[Python-Dev] String interning
Martin v. Loewis
martin@v.loewis.de
01 Jul 2002 09:03:22 +0200
Oren Tirosh <oren-py-d@hishome.net> writes:
> In stringobject.c most references to ob_sinterned are to initialize it. The
> only place that uses it is string_hash: if ob_sinterned is not NULL it uses
> the hash of the string it points to instead of the current string object.
This is not true: PyString_InternInPlace has
if ((t = s->ob_sinterned) != NULL) {
which checks whether the string being interned had been interned
before.
> Summary: As far as I can tell, indirectly interned strings are redundant.
> Without them the ob_sinterned field is effectively a boolean flag.
>
> Can anyone explain why interning is implemented the way it is? Can anyone
> explain why Mac/Python/macimport.c is messing with ob_sinterned?
I'm not sure what meaning you would assiocate with the boolean
flag. If this is meant to denote "this is an interned string", then
if ((t = s->ob_sinterned) != NULL) {
if (t == (PyObject *)s)
return;
would become
if (s->ob_isinterned) return;
To see the difference, I added
if ((t = s->ob_sinterned) != NULL) {
if (t == (PyObject *)s)
return;
fprintf(stderr, "reinterning\n");
If that code prints "reinterning", it can efficiently intern the
argument, but couldn't with your change.
I agree that this is very rare, but in the test suite, it triggers 5
times in test_descr.
> The size of all string objects can be reduced by 3 bytes.

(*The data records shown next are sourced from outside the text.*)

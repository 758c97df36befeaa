//! Tree-walking evaluator over `serde_json::Value`.
//!
//! Thrown script values travel as `Raised::Thrown` so `try`/`catch`
//! can intercept them; host failures (IO from partial loads) travel as
//! `Raised::Fatal` and are never catchable by template code.

use crate::codegen::{EMIT, EMIT_RAW};
use crate::error::{Error, Result};
use crate::escape;
use crate::script::ast::{AssignOp, BinaryOp, Expr, Stmt, SwitchCase, UnaryOp};
use serde_json::{Map, Number, Value};

/// Host hooks a template invocation needs from its surrounding engine.
pub trait RenderHooks {
    /// Render a partial view resolved against the configured partial
    /// directory.
    fn render_partial(&self, path: &str, model: &Value) -> Result<String>;

    /// The pre-rendered content a layout substitutes via `renderBody()`.
    fn body(&self) -> Option<&str>;
}

/// Hooks for standalone string templates with no engine attached.
pub struct NoHooks;

impl RenderHooks for NoHooks {
    fn render_partial(&self, path: &str, _model: &Value) -> Result<String> {
        Err(Error::runtime(format!(
            "renderPartial('{}') requires a view engine",
            path
        )))
    }

    fn body(&self) -> Option<&str> {
        None
    }
}

enum Raised {
    Thrown(Value),
    Fatal(Error),
}

type EResult<T> = std::result::Result<T, Raised>;

#[derive(Debug, Clone, Copy, PartialEq, Eq)]
enum Flow {
    Normal,
    Break,
    Continue,
}

/// Result of one template invocation.
pub struct Rendered {
    pub html: String,
    pub body_called: bool,
}

/// Execute a program against a model. The root scope binds `model`
/// itself plus every top-level model key as a named variable.
pub fn run(program: &[Stmt], model: &Value, hooks: &dyn RenderHooks) -> Result<Rendered> {
    let mut root = Map::new();
    if let Value::Object(fields) = model {
        for (key, value) in fields {
            root.insert(key.clone(), value.clone());
        }
    }
    root.insert("model".to_string(), model.clone());
    let mut interp = Interpreter {
        scopes: vec![root],
        output: Vec::new(),
        hooks,
        body_called: false,
    };
    for stmt in program {
        match interp.exec_stmt(stmt) {
            Ok(_) => {}
            Err(Raised::Thrown(value)) => return Err(Error::runtime(thrown_message(&value))),
            Err(Raised::Fatal(err)) => return Err(err),
        }
    }
    Ok(Rendered {
        html: interp.output.concat(),
        body_called: interp.body_called,
    })
}

fn thrown_message(value: &Value) -> String {
    match value {
        Value::String(s) => s.clone(),
        Value::Null => "null".to_string(),
        other => other.to_string(),
    }
}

That is not true. Taking a 32-bit architecture, and considering that
each string has 16 bytes minimum storage (without ob_sinterned), and
taking into account the 8-byte clustering of pymalloc, we get
stringsize current-storage new-storage savings
0 24 24 0
1 24 24 0
2 24 24 0
3 24 24 0
4 32 24 8
5 32 24 8
6 32 24 8
7 32 32 0
So the size reduction depends on the actual length of the strings;
it's 3 bytes only on average, assuming a uniform distribution of
string sizes.
Regards,
Martin